When Obama last week accused the United States Chamber of
Commerce of being foreign-funded, he wasn’t just randomly spouting
gibberish. He was executing part of a national party strategy to
cast doubt on the loyalty of Republicans. Obama’s claim was merely
a variation on a theme.
The president warned that “special interest groups that
are spending unlimited amounts of money all on attack ads, and they
don’t disclose who’s behind them. Just this week, we learned that
one of the largest groups paying for these ads regularly takes in
money from foreign sources. So the question for the people of
Illinois is: Are you going to let special interests from Wall
Street and Washington and maybe places beyond our shores come to
this state and tell us who our senator should be?”
That ought to sound familiar. Democrats have been saying
it for months. Well, for years actually, but they’re saying little
else this year. Obama brought up the usual bogeymen — special
interests and Wall Street — while adding “maybe places beyond our
shores.” That was a strange formulation, but it sounded the same
note as the Democrats’ more common “companies that send jobs
overseas” phrasing.
That bogeyman is in use nationwide.
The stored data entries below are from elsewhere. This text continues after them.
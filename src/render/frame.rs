use crate::core::Canvas;
use crate::error::{JatosError, JatosResult};
use crate::render::{LinePrimitive, RectPrimitive, TextPrimitive};

/// Backend-agnostic scene for one draw pass.
///
/// Backends paint rects first, then lines, then texts.
#[derive(Debug, Clone, PartialEq)]
pub struct RenderFrame {
    pub canvas: Canvas,
    pub lines: Vec<LinePrimitive>,
    pub rects: Vec<RectPrimitive>,
    pub texts: Vec<TextPrimitive>,
}

impl RenderFrame {
    #[must_use]
    pub fn new(canvas: Canvas) -> Self {
        Self {
            canvas,
            lines: Vec::new(),
            rects: Vec::new(),
            texts: Vec::new(),
        }
    }

    pub fn validate(&self) -> JatosResult<()> {
        if !self.canvas.is_valid() {
            return Err(JatosError::InvalidArgument(format!(
                "invalid canvas size: width={}, height={}",
                self.canvas.width, self.canvas.height
            )));
        }

        for line in &self.lines {
            line.validate()?;
        }
        for rect in &self.rects {
            rect.validate()?;
        }
        for text in &self.texts {
            text.validate()?;
        }

        Ok(())
    }
}
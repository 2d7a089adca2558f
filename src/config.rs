//! TOML configuration for a post-processing run.
//!
//! Every section and field is optional; omitted values take the constants the
//! reading experiment was run with.

use std::path::{Path, PathBuf};

use serde::{Deserialize, Serialize};

use crate::api::AnalysisOptions;
use crate::core::{DwellPolicy, LayoutMetrics};
use crate::error::{JatosError, JatosResult};
use crate::font::{DEFAULT_FONT_SEARCH_PATHS, LoadedFont, load_font};
use crate::render::HeatmapStyle;

#[derive(Debug, Clone, PartialEq, Default, Serialize, Deserialize)]
#[serde(default)]
pub struct AppConfig {
    pub layout: LayoutMetrics,
    pub dwell: DwellPolicy,
    pub font: FontConfig,
    pub heatmap: HeatmapStyle,
    pub logging: LoggingConfig,
}

/// Font used to re-measure the experiment text.
#[derive(Debug, Clone, PartialEq, Serialize, Deserialize)]
#[serde(default)]
pub struct FontConfig {
    /// Em size in pixels the experiment rendered text at.
    pub size_px: f64,
    /// Candidate font files, tried in order.
    pub search_paths: Vec<PathBuf>,
}

impl Default for FontConfig {
    fn default() -> Self {
        Self {
            size_px: 18.0,
            search_paths: DEFAULT_FONT_SEARCH_PATHS
                .iter()
                .map(PathBuf::from)
                .collect(),
        }
    }
}

#[derive(Debug, Clone, PartialEq, Serialize, Deserialize)]
#[serde(default)]
pub struct LoggingConfig {
    /// `tracing` filter directive, e.g. `info` or `jatos_tools=debug`.
    pub level: String,
}

impl Default for LoggingConfig {
    fn default() -> Self {
        Self {
            level: "info".to_owned(),
        }
    }
}

impl AppConfig {
    /// Checks value ranges; returns the first offending field.
    pub fn validate(&self) -> JatosResult<()> {
        if self.layout.line_height == 0 {
            return Err(JatosError::Config("layout.line_height must be > 0".to_owned()));
        }
        self.dwell.validate().map_err(|err| match err {
            JatosError::InvalidArgument(message) => JatosError::Config(message),
            other => other,
        })?;
        if !self.font.size_px.is_finite() || self.font.size_px <= 0.0 {
            return Err(JatosError::Config(format!(
                "font.size_px must be finite and > 0, got {}",
                self.font.size_px
            )));
        }
        self.heatmap.validate()?;
        if self.logging.level.trim().is_empty() {
            return Err(JatosError::Config("logging.level must not be empty".to_owned()));
        }
        Ok(())
    }

    pub fn from_toml_str(content: &str) -> JatosResult<Self> {
        let config: Self =
            toml::from_str(content).map_err(|err| JatosError::Config(err.to_string()))?;
        config.validate()?;
        Ok(config)
    }

    pub fn load(path: impl AsRef<Path>) -> JatosResult<Self> {
        let path = path.as_ref();
        let content = std::fs::read_to_string(path).map_err(|err| JatosError::io(path, err))?;
        Self::from_toml_str(&content)
    }

    /// Loads `path` when given, defaults otherwise.
    pub fn load_or_default(path: Option<&Path>) -> JatosResult<Self> {
        match path {
            Some(path) => Self::load(path),
            None => Ok(Self::default()),
        }
    }

    pub fn to_toml(&self) -> JatosResult<String> {
        toml::to_string_pretty(self).map_err(|err| JatosError::Config(err.to_string()))
    }

    #[must_use]
    pub fn analysis_options(&self) -> AnalysisOptions {
        AnalysisOptions {
            layout: self.layout,
            dwell: self.dwell,
        }
    }

    #[must_use]
    pub fn load_font(&self) -> LoadedFont {
        load_font(self.font.size_px, &self.font.search_paths)
    }
}

#[cfg(test)]
mod tests {
    use super::AppConfig;

    #[test]
    fn empty_toml_yields_defaults() {
        let config = AppConfig::from_toml_str("").expect("empty config");
        assert_eq!(config, AppConfig::default());
        assert_eq!(config.layout.horizontal_padding, 30);
        assert_eq!(config.dwell.max_interval_ms, 1000.0);
    }

    #[test]
    fn partial_sections_keep_other_defaults() {
        let config = AppConfig::from_toml_str(
            r#"
            [layout]
            line_height = 30

            [dwell]
            y_tolerance = 10.0
            "#,
        )
        .expect("partial config");
        assert_eq!(config.layout.line_height, 30);
        assert_eq!(config.layout.vertical_padding_top, 20);
        assert_eq!(config.dwell.y_tolerance, 10.0);
        assert_eq!(config.dwell.x_tolerance, 5.0);
    }

    #[test]
    fn out_of_range_values_are_rejected() {
        assert!(AppConfig::from_toml_str("[font]\nsize_px = 0.0").is_err());
        assert!(AppConfig::from_toml_str("[layout]\nline_height = 0").is_err());
        assert!(AppConfig::from_toml_str("[heatmap]\ncolors = [\"#ffffff\"]").is_err());
    }

    #[test]
    fn dwell_errors_read_as_configuration_errors() {
        let err = AppConfig::from_toml_str("[dwell]\nx_tolerance = -1.0").expect_err("negative");
        let message = err.to_string();
        assert!(message.starts_with("invalid configuration: "), "{message}");
        assert!(!message.contains("invalid argument"), "{message}");
        assert!(message.contains("x_tolerance"), "{message}");
    }

    #[test]
    fn toml_round_trip_preserves_config() {
        let config = AppConfig::default();
        let text = config.to_toml().expect("serialize");
        assert_eq!(AppConfig::from_toml_str(&text).expect("parse"), config);
    }
}
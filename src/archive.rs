//! Flattening of a JATOS results archive.
//!
//! An exported archive nests each participant's data as
//! `study_result_<id>/comp-result_<n>/data.txt`. Collection renames every
//! `data.txt` to `<participant>_<component>.txt`, moves the files into a flat
//! `raw_data/` folder and prunes the folders left empty.
//!
//! Component numbers follow the sorted folder order, so all participants are
//! assumed to have completed the components in the same order.

use std::collections::HashSet;
use std::fs;
use std::path::{Path, PathBuf};

use tracing::{debug, info, warn};
use walkdir::WalkDir;

use crate::error::{JatosError, JatosResult};

pub const STUDY_RESULT_PREFIX: &str = "study_result_";
pub const COMPONENT_RESULT_PREFIX: &str = "comp-result_";
pub const RAW_DATA_DIR: &str = "raw_data";
const DATA_FILE_NAME: &str = "data.txt";

/// Outcome of [`collect_data_files`].
#[derive(Debug, Clone, Default, PartialEq, Eq)]
pub struct CollectReport {
    pub raw_data_dir: PathBuf,
    pub renamed: usize,
    /// Component folders that had no `data.txt`.
    pub missing: Vec<PathBuf>,
    pub moved: usize,
    pub folders_removed: usize,
}

/// Reorganizes the archive rooted at `data_dir` into `data_dir/raw_data`.
pub fn collect_data_files(data_dir: impl AsRef<Path>) -> JatosResult<CollectReport> {
    let root = data_dir.as_ref();
    let raw_data_dir = root.join(RAW_DATA_DIR);
    let mut report = CollectReport {
        raw_data_dir: raw_data_dir.clone(),
        ..CollectReport::default()
    };

    let study_folders = child_dirs(root, STUDY_RESULT_PREFIX)?;
    debug!(root = %root.display(), studies = study_folders.len(), "collecting data files");

    let plan = plan_moves(&study_folders, &raw_data_dir, &mut report.missing)?;
    check_destinations(&plan)?;

    for planned in &plan {
        if let Some(renamed) = &planned.renamed {
            fs::rename(&planned.source, renamed)
                .map_err(|err| JatosError::io(&planned.source, err))?;
            info!(from = %planned.source.display(), to = %renamed.display(), "renamed");
            report.renamed += 1;
        }
    }

    fs::create_dir_all(&raw_data_dir).map_err(|err| JatosError::io(&raw_data_dir, err))?;

    for planned in &plan {
        let file = planned.renamed.as_ref().unwrap_or(&planned.source);
        fs::rename(file, &planned.destination).map_err(|err| JatosError::io(file, err))?;
        info!(from = %file.display(), to = %planned.destination.display(), "moved");
        report.moved += 1;
    }

    for study_folder in &study_folders {
        for comp_folder in component_dirs(study_folder)? {
            if remove_if_empty(&comp_folder)? {
                report.folders_removed += 1;
            }
        }
        if remove_if_empty(study_folder)? {
            report.folders_removed += 1;
        }
    }

    info!(
        renamed = report.renamed,
        missing = report.missing.len(),
        moved = report.moved,
        folders_removed = report.folders_removed,
        "collected data files"
    );
    Ok(report)
}

/// One file headed for `raw_data/`, optionally renamed inside its component folder first.
#[derive(Debug)]
struct PlannedMove {
    source: PathBuf,
    renamed: Option<PathBuf>,
    destination: PathBuf,
}

/// Lists every rename and move up front so collisions surface before the archive changes.
fn plan_moves(
    study_folders: &[PathBuf],
    raw_data_dir: &Path,
    missing: &mut Vec<PathBuf>,
) -> JatosResult<Vec<PlannedMove>> {
    let mut plan = Vec::new();
    for study_folder in study_folders {
        let participant_id = participant_from_study_folder(study_folder)?;
        for (index, comp_folder) in component_dirs(study_folder)?.iter().enumerate() {
            let data_file = comp_folder.join(DATA_FILE_NAME);
            if data_file.is_file() {
                let name = format!("{participant_id}_{}.txt", index + 1);
                plan.push(PlannedMove {
                    source: data_file,
                    renamed: Some(comp_folder.join(&name)),
                    destination: raw_data_dir.join(name),
                });
            } else {
                warn!(path = %data_file.display(), "data file not found");
                missing.push(comp_folder.clone());
            }

            // Text files left over from an earlier, interrupted collection move as they are.
            for file in txt_files(comp_folder)? {
                let Some(name) = file.file_name() else {
                    continue;
                };
                if name == DATA_FILE_NAME {
                    continue;
                }
                plan.push(PlannedMove {
                    destination: raw_data_dir.join(name),
                    source: file,
                    renamed: None,
                });
            }
        }
    }
    Ok(plan)
}

fn check_destinations(plan: &[PlannedMove]) -> JatosResult<()> {
    let mut seen = HashSet::with_capacity(plan.len());
    for planned in plan {
        if planned.destination.exists() {
            return Err(JatosError::InvalidData(format!(
                "refusing to overwrite existing `{}`",
                planned.destination.display()
            )));
        }
        let renamed_over_existing = planned
            .renamed
            .as_ref()
            .is_some_and(|renamed| renamed.exists());
        if renamed_over_existing || !seen.insert(planned.destination.as_path()) {
            return Err(JatosError::InvalidData(format!(
                "two archive files would both become `{}`",
                planned.destination.display()
            )));
        }
    }
    Ok(())
}

/// Participant id encoded in a `study_result_<id>` folder name.
pub fn participant_from_study_folder(folder: &Path) -> JatosResult<String> {
    folder
        .file_name()
        .and_then(|name| name.to_str())
        .and_then(|name| name.split('_').nth(2))
        .filter(|id| !id.is_empty())
        .map(str::to_owned)
        .ok_or_else(|| {
            JatosError::InvalidData(format!(
                "cannot read participant id from `{}`",
                folder.display()
            ))
        })
}

/// Component folders ordered by their numeric suffix (`comp-result_2` before `comp-result_10`).
fn component_dirs(study_folder: &Path) -> JatosResult<Vec<PathBuf>> {
    let mut folders = child_dirs(study_folder, COMPONENT_RESULT_PREFIX)?;
    folders.sort_by_key(|folder| {
        let name = folder
            .file_name()
            .and_then(|name| name.to_str())
            .unwrap_or_default()
            .to_owned();
        let number = name
            .strip_prefix(COMPONENT_RESULT_PREFIX)
            .and_then(|suffix| suffix.parse::<u64>().ok())
            .unwrap_or(u64::MAX);
        (number, name)
    });
    Ok(folders)
}

fn child_dirs(dir: &Path, prefix: &str) -> JatosResult<Vec<PathBuf>> {
    Ok(children(dir)?
        .into_iter()
        .filter(|(path, is_dir)| *is_dir && has_name_prefix(path, prefix))
        .map(|(path, _)| path)
        .collect())
}

fn txt_files(dir: &Path) -> JatosResult<Vec<PathBuf>> {
    Ok(children(dir)?
        .into_iter()
        .filter(|(path, is_dir)| {
            !*is_dir && path.extension().and_then(|ext| ext.to_str()) == Some("txt")
        })
        .map(|(path, _)| path)
        .collect())
}

/// Direct children of `dir` sorted by file name, paired with an is-directory flag.
fn children(dir: &Path) -> JatosResult<Vec<(PathBuf, bool)>> {
    WalkDir::new(dir)
        .min_depth(1)
        .max_depth(1)
        .sort_by_file_name()
        .into_iter()
        .map(|entry| {
            entry
                .map(|entry| {
                    let is_dir = entry.file_type().is_dir();
                    (entry.into_path(), is_dir)
                })
                .map_err(|err| JatosError::io(dir, err.into()))
        })
        .collect()
}

fn has_name_prefix(path: &Path, prefix: &str) -> bool {
    path.file_name()
        .and_then(|name| name.to_str())
        .is_some_and(|name| name.starts_with(prefix))
}

fn remove_if_empty(dir: &Path) -> JatosResult<bool> {
    if !dir.is_dir() {
        return Ok(false);
    }
    let mut entries = fs::read_dir(dir).map_err(|err| JatosError::io(dir, err))?;
    if entries.next().is_some() {
        return Ok(false);
    }
    fs::remove_dir(dir).map_err(|err| JatosError::io(dir, err))?;
    info!(path = %dir.display(), "removed empty folder");
    Ok(true)
}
The Democratic
Congressional Campaign Committee has aired an entire ad devoted to
attacking North Carolina Republican congressional candidate Harold
Johnson by claiming he pledged to keep tax breaks for “companies
that outsource jobs overseas.” The DCCC uses the same false claim
against Republican candidates in Maryland, Washington state, New
York, and Connecticut. It’s also popping up in Democratic and
labor-union ads in U.S. Senate races and the Massachusetts’
governor’s race. It’s completely false, as factcheck.org
reported last Friday, but desperate politicians
make desperate claims.
With its agenda a complete political disaster, peddling
falsehoods and tarring Republicans as pawns of “special interests”
is all the Democratic Party has left. And the party is doing it
with gusto.
“Ron Johnson has made it clear whose side he’s on
—corporate special interests, lobbyists and the Wall Street banks
that got us into this economic mess,” Wisconsin Democratic Party
Chairman Mike Tate said of Republican U.S. Senate candidate Ron
Johnson last week.
“They want to put special interests back in the driver’s
seat in Washington,” President Obama said of Republicans during his
Sept. 25th national radio address.
Maryland Democratic Rep. Chris Van Hollen said on Sept. 30
that Democrats should be reelected this fall because they chose “to
rein in the power of some of the big corporate special interests
who had their sway during the previous eight years.”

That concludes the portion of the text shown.